ASSIGNMENT. Give the number of lines in these entries that contain the string "SignalWatch", with no further comment.

(Stored dataset items)
┄┄┄┄┄┄┄┄┄┄

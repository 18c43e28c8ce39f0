//! `poll(2)` backend.
//!
//! Each turn builds a `pollfd` set from the registered watches, blocks until a
//! descriptor is ready or the earliest timer is due, then runs the due timers
//! and the ready callbacks inline. Signals are forwarded by `signal-hook` into
//! one socket pair per signal whose read end is part of the `pollfd` set.

use crate::error::{LoopError, Result};
use crate::sys;
use crate::timer::TimerQueue;
use crate::{
    invoke_guarded, Backend, Direction, EventLoop, IoCallback, SignalCallback, TimerCallback, TimerId,
};
use signal_hook::SigId;
use std::cell::{Cell, RefCell};
use std::collections::BTreeMap;
use std::io::{self, Read};
use std::os::fd::{AsRawFd, RawFd};
use std::os::unix::net::UnixStream;
use std::time::{Duration, Instant};
use tracing::{debug, warn};

struct IoWatch {
    generation: u64,
    /// `None` while the callback is running.
    callback: Option<IoCallback>,
}

struct SignalWatch {
    generation: u64,
    reader: UnixStream,
    registration: SigId,
    callback: Option<SignalCallback>,
}

#[derive(Default)]
struct State {
    watches: BTreeMap<(RawFd, Direction), IoWatch>,
    signals: BTreeMap<i32, SignalWatch>,
    timers: TimerQueue,
    next_generation: u64,
}

impl State {
    fn generation(&mut self) -> u64 {
        self.next_generation += 1;
        self.next_generation
    }

    fn is_idle(&self) -> bool {
        self.watches.is_empty() && self.signals.is_empty() && self.timers.is_empty()
    }
}

/// What one `pollfd` entry stands for, captured when the set is built.
enum Slot {
    Io {
        read: Option<u64>,
        write: Option<u64>,
    },
    Signal {
        signal: i32,
        generation: u64,
    },
}

/// Synchronous readiness loop on top of `poll(2)`.
pub struct PollLoop {
    state: RefCell<State>,
    stopped: Cell<bool>,
    running: Cell<bool>,
}

impl PollLoop {
    pub fn new() -> Self {
        Self {
            state: RefCell::new(State::default()),
            stopped: Cell::new(false),
            running: Cell::new(false),
        }
    }

    fn add_watch(&self, fd: RawFd, direction: Direction, callback: IoCallback) -> Result<()> {
        if fd < 0 {
            return Err(LoopError::InvalidDescriptor(fd));
        }
        let mut state = self.state.borrow_mut();
        let generation = state.generation();
        state.watches.insert(
            (fd, direction),
            IoWatch {
                generation,
                callback: Some(callback),
            },
        );
        Ok(())
    }

    fn build_poll_set(&self) -> (Vec<libc::pollfd>, Vec<(RawFd, Slot)>) {
        let state = self.state.borrow();
        let mut fds: Vec<libc::pollfd> = Vec::with_capacity(state.watches.len() + state.signals.len());
        let mut slots: Vec<(RawFd, Slot)> = Vec::with_capacity(fds.capacity());

        for (&(fd, direction), watch) in &state.watches {
            let merged = match slots.last_mut() {
                Some((last_fd, Slot::Io { read, write })) if *last_fd == fd => {
                    match direction {
                        Direction::Read => *read = Some(watch.generation),
                        Direction::Write => *write = Some(watch.generation),
                    }
                    true
                }
                _ => false,
            };
            if merged {
                if let Some(entry) = fds.last_mut() {
                    entry.events |= sys::interest(direction);
                }
                continue;
            }
            let (read, write) = match direction {
                Direction::Read => (Some(watch.generation), None),
                Direction::Write => (None, Some(watch.generation)),
            };
            fds.push(libc::pollfd {
                fd,
                events: sys::interest(direction),
                revents: 0,
            });
            slots.push((fd, Slot::Io { read, write }));
        }

        for (&signal, watch) in &state.signals {
            fds.push(libc::pollfd {
                fd: watch.reader.as_raw_fd(),
                events: sys::READ_EVENTS,
                revents: 0,
            });
            slots.push((
                watch.reader.as_raw_fd(),
                Slot::Signal {
                    signal,
                    generation: watch.generation,
                },
            ));
        }

        (fds, slots)
    }

    fn fire_timers(&self) {
        let due = self.state.borrow_mut().timers.due(Instant::now());
        for id in due {
            let Some((mut callback, repeating)) = self.state.borrow_mut().timers.begin_fire(id) else {
                continue;
            };
            invoke_guarded("timer", || callback(id));
            if repeating {
                self.state
                    .borrow_mut()
                    .timers
                    .finish_fire(id, callback, Instant::now());
            }
        }
    }

    fn dispatch_io(&self, fd: RawFd, direction: Direction, generation: u64) {
        let callback = match self.state.borrow_mut().watches.get_mut(&(fd, direction)) {
            Some(watch) if watch.generation == generation => watch.callback.take(),
            _ => None,
        };
        let Some(mut callback) = callback else {
            return;
        };

        invoke_guarded("io", || callback(fd));

        if let Some(watch) = self.state.borrow_mut().watches.get_mut(&(fd, direction)) {
            if watch.generation == generation && watch.callback.is_none() {
                watch.callback = Some(callback);
            }
        }
    }

    fn dispatch_signal(&self, signal: i32, generation: u64) {
        let callback = match self.state.borrow_mut().signals.get_mut(&signal) {
            Some(watch) if watch.generation == generation => {
                drain(&watch.reader);
                watch.callback.take()
            }
            _ => None,
        };
        let Some(mut callback) = callback else {
            return;
        };

        invoke_guarded("signal", || callback(signal));

        if let Some(watch) = self.state.borrow_mut().signals.get_mut(&signal) {
            if watch.generation == generation && watch.callback.is_none() {
                watch.callback = Some(callback);
            }
        }
    }

    fn turn(&self) -> Result<()> {
        let (mut fds, slots) = self.build_poll_set();
        let timeout = self.state.borrow_mut().timers.next_timeout(Instant::now());

        match sys::poll(&mut fds, timeout_ms(timeout)) {
            Ok(_) => {}
            Err(e) if e.kind() == io::ErrorKind::Interrupted => return Ok(()),
            Err(e) => return Err(LoopError::Poll(e)),
        }

        self.fire_timers();

        for (entry, (fd, slot)) in fds.iter().zip(slots) {
            // A stop request ends the turn; remaining readiness is seen again
            // by the next run.
            if self.stopped.get() {
                break;
            }
            if entry.revents == 0 {
                continue;
            }
            match slot {
                Slot::Io { read, write } => {
                    if sys::is_invalid(entry.revents) {
                        warn!(fd, "🚫 Descriptor is not open; dropping its watches");
                        self.remove_watch(fd, Direction::Read);
                        self.remove_watch(fd, Direction::Write);
                        continue;
                    }
                    if let Some(generation) = read.filter(|_| sys::wakes(entry.revents, Direction::Read)) {
                        self.dispatch_io(fd, Direction::Read, generation);
                    }
                    if let Some(generation) = write.filter(|_| sys::wakes(entry.revents, Direction::Write)) {
                        self.dispatch_io(fd, Direction::Write, generation);
                    }
                }
                Slot::Signal { signal, generation } => self.dispatch_signal(signal, generation),
            }
        }
        Ok(())
    }
}

impl Default for PollLoop {
    fn default() -> Self {
        Self::new()
    }
}

impl Drop for PollLoop {
    fn drop(&mut self) {
        for watch in self.state.get_mut().signals.values() {
            signal_hook::low_level::unregister(watch.registration);
        }
    }
}

impl EventLoop for PollLoop {
    fn add_read_watch(&self, fd: RawFd, callback: IoCallback) -> Result<()> {
        self.add_watch(fd, Direction::Read, callback)
    }

    fn add_write_watch(&self, fd: RawFd, callback: IoCallback) -> Result<()> {
        self.add_watch(fd, Direction::Write, callback)
    }

    fn remove_watch(&self, fd: RawFd, direction: Direction) -> bool {
        self.state.borrow_mut().watches.remove(&(fd, direction)).is_some()
    }

    fn add_timer(&self, delay: Duration, repeating: bool, callback: TimerCallback) -> TimerId {
        self.state
            .borrow_mut()
            .timers
            .insert(Instant::now(), delay, repeating, callback)
    }

    fn cancel_timer(&self, id: TimerId) -> bool {
        self.state.borrow_mut().timers.cancel(id)
    }

    fn add_signal_watch(&self, signal: i32, callback: SignalCallback) -> Result<()> {
        let signal_error = |source| LoopError::Signal { signal, source };
        let (reader, writer) = UnixStream::pair().map_err(signal_error)?;
        reader.set_nonblocking(true).map_err(signal_error)?;
        writer.set_nonblocking(true).map_err(signal_error)?;
        let registration = signal_hook::low_level::pipe::register(signal, writer).map_err(signal_error)?;

        let mut state = self.state.borrow_mut();
        let generation = state.generation();
        let previous = state.signals.insert(
            signal,
            SignalWatch {
                generation,
                reader,
                registration,
                callback: Some(callback),
            },
        );
        if let Some(previous) = previous {
            signal_hook::low_level::unregister(previous.registration);
        }
        debug!(signal, "📡 Signal watch registered");
        Ok(())
    }

    fn remove_signal_watch(&self, signal: i32) -> bool {
        match self.state.borrow_mut().signals.remove(&signal) {
            Some(watch) => {
                signal_hook::low_level::unregister(watch.registration);
                true
            }
            None => false,
        }
    }

    fn run(&self) -> Result<()> {
        if self.running.replace(true) {
            return Err(LoopError::AlreadyRunning);
        }
        let result = loop {
            if self.stopped.replace(false) || self.state.borrow().is_idle() {
                break Ok(());
            }
            if let Err(e) = self.turn() {
                break Err(e);
            }
        };
        self.running.set(false);
        result
    }

    fn stop(&self) {
        self.stopped.set(true);
    }

    fn backend(&self) -> Backend {
        Backend::Poll
    }
}

fn drain(reader: &UnixStream) {
    let mut buf = [0u8; 64];
    let mut reader = reader;
    loop {
        match reader.read(&mut buf) {
            Ok(0) => break,
            Ok(_) => continue,
            Err(e) if e.kind() == io::ErrorKind::Interrupted => continue,
            Err(_) => break,
        }
    }
}

fn timeout_ms(timeout: Option<Duration>) -> libc::c_int {
    match timeout {
        None => -1,
        Some(duration) => {
            let millis = duration.as_nanos().div_ceil(1_000_000);
            libc::c_int::try_from(millis).unwrap_or(libc::c_int::MAX)
        }
    }
}

#[cfg(test)]
mod tests {
    use super::*;
    use std::io::Write;
    use std::rc::Rc;

    #[test]
    fn test_timeout_rounds_up() {
        assert_eq!(timeout_ms(None), -1);
        assert_eq!(timeout_ms(Some(Duration::ZERO)), 0);
        assert_eq!(timeout_ms(Some(Duration::from_micros(1))), 1);
        assert_eq!(timeout_ms(Some(Duration::from_millis(1500))), 1500);
    }

    #[test]
    fn test_read_and_write_watch_share_one_pollfd() {
        let event_loop = PollLoop::new();
        let (a, _b) = UnixStream::pair().unwrap();
        let fd = a.as_raw_fd();
        event_loop.add_read_watch(fd, Box::new(|_| {})).unwrap();
        event_loop.add_write_watch(fd, Box::new(|_| {})).unwrap();

        let (fds, slots) = event_loop.build_poll_set();
        assert_eq!(fds.len(), 1);
        assert_eq!(fds[0].events, sys::READ_EVENTS | sys::WRITE_EVENTS);
        assert!(matches!(slots[0].1, Slot::Io { read: Some(_), write: Some(_) }));
    }

    #[test]
    fn test_removed_in_same_turn_is_not_invoked() {
        let event_loop = Rc::new(PollLoop::new());
        let (mut a1, b1) = UnixStream::pair().unwrap();
        let (mut a2, b2) = UnixStream::pair().unwrap();
        a1.write_all(b"x").unwrap();
        a2.write_all(b"x").unwrap();

        let second_calls = Rc::new(Cell::new(0));
        let fd1 = b1.as_raw_fd();
        let fd2 = b2.as_raw_fd();
        let (first_fd, other_fd) = if fd1 < fd2 { (fd1, fd2) } else { (fd2, fd1) };

        let handle = Rc::downgrade(&event_loop);
        event_loop
            .add_read_watch(
                first_fd,
                Box::new(move |_| {
                    if let Some(event_loop) = handle.upgrade() {
                        event_loop.remove_watch(other_fd, Direction::Read);
                        event_loop.stop();
                    }
                }),
            )
            .unwrap();
        let counter = second_calls.clone();
        event_loop
            .add_read_watch(other_fd, Box::new(move |_| counter.set(counter.get() + 1)))
            .unwrap();

        event_loop.run().unwrap();
        assert_eq!(second_calls.get(), 0);
    }
}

┄┄┄┄┄┄┄┄┄┄

YOUR RESPONSE. 3